The first place of Christian Worship in Southern Africa, and Ermina, was erected by Admiral Joao da Nova of the fourth Portuguese, in thanksgiving on his safe return journey from India. On our trip back we stopped at Tiny Town which is just outside Albertinia. Some fascinating tiny structures and certainly worth a stop!
Denise then stopped at the two Aloe stores along the way. I did not realise there were so many medicinal and other values in our plants! Outside Heidelberg, we stopped at a shop called Inspired where they sell all sorts of wonderful things! It is certainly worth a stop!
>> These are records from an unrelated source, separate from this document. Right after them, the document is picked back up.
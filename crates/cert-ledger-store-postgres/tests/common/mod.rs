// crates/cert-ledger-store-postgres/tests/common/mod.rs
// =============================================================================
// Module: Postgres Store Test Helpers
// Description: Live database fixture for Postgres certificate store suites.
// Purpose: Give each test its own table on a shared server and drop it after.
// =============================================================================

#![allow(dead_code, reason = "Test helpers are selectively used across suites.")]
#![allow(clippy::print_stderr, reason = "Skipped live suites report why on stderr.")]

use cert_ledger_core::CertRecord;
use cert_ledger_core::Timestamp;
use cert_ledger_store_postgres::PostgresCertRecordStore;
use cert_ledger_store_postgres::PostgresStoreConfig;

/// Environment variable naming the server the live suites run against.
pub const PG_URL_ENV: &str = "CERT_LEDGER_TEST_PG_URL";

/// Boxed error returned by live tests.
pub type TestResult = Result<(), Box<dyn std::error::Error>>;

/// A store bound to a table owned by one test.
pub struct PostgresFixture {
    /// Connection string for raw checks.
    pub url: String,
    /// Per-test table name.
    pub table: String,
    /// Store under test.
    pub store: PostgresCertRecordStore,
}

impl PostgresFixture {
    /// Opens a store over a fresh table, or returns `None` when no server is
    /// configured.
    pub fn start(name: &str) -> Result<Option<Self>, Box<dyn std::error::Error>> {
        let Ok(url) = std::env::var(PG_URL_ENV) else {
            eprintln!("skipping live postgres test {name}: {PG_URL_ENV} is not set");
            return Ok(None);
        };
        let table = format!("certs_{name}_{}", std::process::id());
        let mut client = postgres::Client::connect(&url, postgres::NoTls)?;
        client.batch_execute(&format!("DROP TABLE IF EXISTS {table}"))?;
        let config = PostgresStoreConfig {
            connection: url.clone(),
            table: table.clone(),
            max_connections: 4,
            checkout_timeout_ms: 2_000,
            initialize_schema: true,
            ..PostgresStoreConfig::default()
        };
        let store = PostgresCertRecordStore::new(&config)?;
        Ok(Some(Self { url, table, store }))
    }

    /// Opens a raw client for checks that bypass the store.
    pub fn raw_client(&self) -> Result<postgres::Client, postgres::Error> {
        postgres::Client::connect(&self.url, postgres::NoTls)
    }
}

impl Drop for PostgresFixture {
    fn drop(&mut self) {
        if let Ok(mut client) = self.raw_client() {
            let _ = client.batch_execute(&format!("DROP TABLE IF EXISTS {}", self.table));
        }
    }
}

/// Returns the lineage record used by the basic scenarios.
pub fn sample_record(instance_id: &str) -> CertRecord {
    let t0 = Timestamp::from_unix_millis(1_717_171_717_171);
    CertRecord {
        instance_id: instance_id.to_string(),
        common_name: "svc.example.com".to_string(),
        current_serial: "s1".to_string(),
        current_ip: "10.0.0.1".to_string(),
        current_time: t0,
        prev_serial: "s0".to_string(),
        prev_ip: "10.0.0.0".to_string(),
        prev_time: Timestamp::from_unix_millis(1_717_000_000_000),
    }
}
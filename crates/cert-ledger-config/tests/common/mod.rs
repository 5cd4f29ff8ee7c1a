// crates/cert-ledger-config/tests/common/mod.rs
// =============================================================================
// Module: Config Test Helpers
// Description: Shared helpers for config validation tests.
// Purpose: Reduce duplication across integration tests for cert-ledger-config.
// =============================================================================

#![allow(dead_code, reason = "Test helpers are selectively used across suites.")]

use cert_ledger_config::CertLedgerConfig;
use cert_ledger_config::ConfigError;

/// Test outcome carrying a readable failure message.
pub type TestResult = Result<(), String>;

/// Parses a TOML string into a `CertLedgerConfig` for tests.
pub fn config_from_toml(toml_str: &str) -> Result<CertLedgerConfig, toml::de::Error> {
    toml::from_str(toml_str)
}

/// Returns a valid sqlite config whose database lives at `path`.
pub fn sqlite_config(path: &str) -> Result<CertLedgerConfig, toml::de::Error> {
    config_from_toml(&format!(
        "[store]\ntype = \"sqlite\"\n\n[store.sqlite]\npath = '{path}'\ninitialize_schema = \
         true\n"
    ))
}

/// Checks that `result` is an error whose message contains `needle`.
pub fn assert_invalid(result: Result<(), ConfigError>, needle: &str) -> TestResult {
    match result {
        Err(error) => {
            let message = error.to_string();
            if message.contains(needle) {
                Ok(())
            } else {
                Err(format!("error {message} did not contain {needle}"))
            }
        }
        Ok(()) => Err("expected invalid config".to_string()),
    }
}
//! Why a dispatched event was rejected.

use crate::bank::AccountNumber;
use crate::cash::Money;
use crate::session::event::EventKind;
use crate::session::state::SessionState;
use thiserror::Error;

/// The failed outcome of one dispatched event.
///
/// Retryable rejections (wrong PIN, short balance, short drawer, an amount
/// the bills cannot compose) leave the session where it was. Terminal ones
/// (cancellation, a card whose account does not exist) eject the card and
/// return the machine to idle.
#[derive(Error, Debug, Clone, PartialEq, Eq)]
pub enum AtmError {
    /// The PIN did not match the card. The session stays in PIN validation.
    #[error("invalid PIN")]
    InvalidPin,

    /// The card points at an account the bank does not know.
    #[error("account {number} not found")]
    AccountNotFound { number: AccountNumber },

    /// The account balance does not cover the requested amount.
    #[error("insufficient balance: requested {requested}, available {available}")]
    InsufficientBalance { requested: Money, available: Money },

    /// The drawer's total value does not cover the requested amount.
    #[error("machine cannot cover {requested}: {available} in the drawer")]
    InsufficientInventory { requested: Money, available: Money },

    /// The drawer's bills cannot compose the exact amount. Any debit made
    /// for the attempt has been reversed.
    #[error("cannot compose {amount} from the bills on hand")]
    UnreachableDenomination { amount: Money },

    /// Withdrawal amounts must be positive.
    #[error("withdrawal amount must be positive")]
    InvalidAmount,

    /// The cardholder pulled the card mid-session.
    #[error("session cancelled, card returned")]
    SessionCancelled,

    /// The event has no accepted cell in the current state's row.
    #[error("{event} is not allowed in {state} state")]
    InvalidTransition {
        state: SessionState,
        event: EventKind,
    },
}

#[cfg(test)]
mod tests {
    use super::*;

    #[test]
    fn messages_carry_their_context() {
        let error = AtmError::InsufficientBalance {
            requested: Money::from_units(200),
            available: Money::from_units(100),
        };
        assert_eq!(
            error.to_string(),
            "insufficient balance: requested $200, available $100"
        );

        let error = AtmError::InvalidTransition {
            state: SessionState::HasCard,
            event: EventKind::ExecuteTransaction,
        };
        assert_eq!(
            error.to_string(),
            "execute-transaction is not allowed in HasCard state"
        );
    }
}
//! Cash handling: amounts, denominations, bundles, and the drawer.
//!
//! Everything in this module is a plain value with no knowledge of sessions
//! or accounts. The drawer mutates only through [`CashInventory::dispense`]
//! and [`CashInventory::load`], and a failed dispense is a no-op.

mod bundle;
mod denomination;
mod inventory;
mod money;

pub use bundle::CashBundle;
pub use denomination::Denomination;
pub use inventory::CashInventory;
pub use money::Money;
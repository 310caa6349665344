//! Monetary amounts in whole currency units.

use serde::{Deserialize, Serialize};
use std::fmt;
use std::iter::Sum;
use std::ops::{Add, AddAssign, Mul};

/// An amount of money in whole currency units.
///
/// Amounts are unsigned, so a negative balance or a negative dispense
/// request is unrepresentable. Subtraction goes through [`Money::checked_sub`]
/// and fails instead of wrapping.
///
/// # Example
///
/// ```rust
/// use cashpoint::Money;
///
/// let balance = Money::from_units(5_000);
/// let debit = Money::from_units(130);
///
/// assert_eq!(balance.checked_sub(debit), Some(Money::from_units(4_870)));
/// assert_eq!(debit.checked_sub(balance), None);
/// assert_eq!(format!("{balance}"), "$5000");
/// ```
#[derive(Clone, Copy, Debug, Default, PartialEq, Eq, PartialOrd, Ord, Hash, Serialize, Deserialize)]
pub struct Money(u64);

impl Money {
    /// Creates an amount from a count of whole currency units.
    pub const fn from_units(units: u64) -> Self {
        Money(units)
    }

    /// Zero units.
    pub const fn zero() -> Self {
        Money(0)
    }

    /// The raw unit count.
    pub const fn units(self) -> u64 {
        self.0
    }

    /// Returns true when the amount is exactly zero.
    pub const fn is_zero(self) -> bool {
        self.0 == 0
    }

    /// Subtracts `other`, returning `None` when it exceeds `self`.
    pub const fn checked_sub(self, other: Money) -> Option<Money> {
        match self.0.checked_sub(other.0) {
            Some(units) => Some(Money(units)),
            None => None,
        }
    }

    /// Subtracts `other`, stopping at zero.
    pub const fn saturating_sub(self, other: Money) -> Money {
        Money(self.0.saturating_sub(other.0))
    }
}

impl Add for Money {
    type Output = Money;

    fn add(self, other: Money) -> Money {
        Money(self.0 + other.0)
    }
}

impl AddAssign for Money {
    fn add_assign(&mut self, other: Money) {
        self.0 += other.0;
    }
}

impl Mul<u32> for Money {
    type Output = Money;

    fn mul(self, count: u32) -> Money {
        Money(self.0 * u64::from(count))
    }
}

impl Sum for Money {
    fn sum<I: Iterator<Item = Money>>(iter: I) -> Money {
        iter.fold(Money::zero(), Add::add)
    }
}

impl fmt::Display for Money {
    fn fmt(&self, f: &mut fmt::Formatter<'_>) -> fmt::Result {
        write!(f, "${}", self.0)
    }
}
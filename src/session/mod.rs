//! The ATM session itself: states, events, context, and the machine.
//!
//! The [`Atm`] is the only mutator. Everything else in this module is
//! either a plain value ([`SessionState`], [`AtmEvent`],
//! [`AtmNotice`], [`AtmError`]) or a seam to the outside world
//! ([`AtmEnvironment`], [`InputSource`]).

mod context;
mod environment;
mod error;
mod event;
mod machine;
mod notice;
mod state;

pub use context::{SessionContext, SessionId};
pub use environment::{AtmEnvironment, InputSource, QueuedInput};
pub use error::AtmError;
pub use event::{AtmEvent, EventKind, Operation};
pub use machine::Atm;
pub use notice::AtmNotice;
pub use state::SessionState;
We ended our touristy drive by stopping at Buffelsjag where we enjoyed the sumptuous roosterkoeke. On 5 April 2021, they sold 2108 roosterkoeke on one day!! It is a must stop!
Denise and I stopped at the farm Klein Sandfontein Boerboels close to Caledon where we handed over a book Sport Psychology for Children to the owner of the farm, Beverli Katz, who specialises in breeding Boerboels. She was quite touched by the gesture. Her dogs have been champions for many years and she is known as South Africa’s best boerboel breeder! Xena, one of the characters in the book was a Klein Sandfontein boerboel and this is where Denise’s journey with Xena started, on a rainy day when she and her mom fetched her over a decade ago. Denise and Beverli have kept in touch over the years and it was a special and emotional moment to dedicate a copy of her book to Beverli and in memory of Xena.
The two books we promoted are available by ordering Sport Psychology for Children (It is R399 for June to honour youth month) and my Book is available at R270. Courier costs are an additional R100. You can order on 071 363 1306 on whatsapp or on Lyndon.firstname.lastname@example.org
I do not know why I was drawn to South End Museum. As I was there for the day, I was able to walk through the various exhibitions. I discovered a picture of my late mother Ruby Bouah when she was part of the Eastern Province Hockey team in 1969.
The South End Museum each year hosts a George Botha Memorial lecture. Mr Botha died in detention during the struggle against apartheid. His sons Garth and Lyle were at school with me at Bethelsdorp. Each year different speakers are invited to speak at the lecture.
In 2007, Professor Cornelius Thomas who at the time was the Director of the National Heritage and Cultural Studies Centre at the University of Fort Hare wrote the following and I quote, “ I submit that every South African boy should have an Eland, a Mackenzie or a Bouah as a role model, especially youngsters in the Coloured community, from which these world class competitors had sprung.”
I can do all things through Christ that strengthens me – Philippians 4: 13.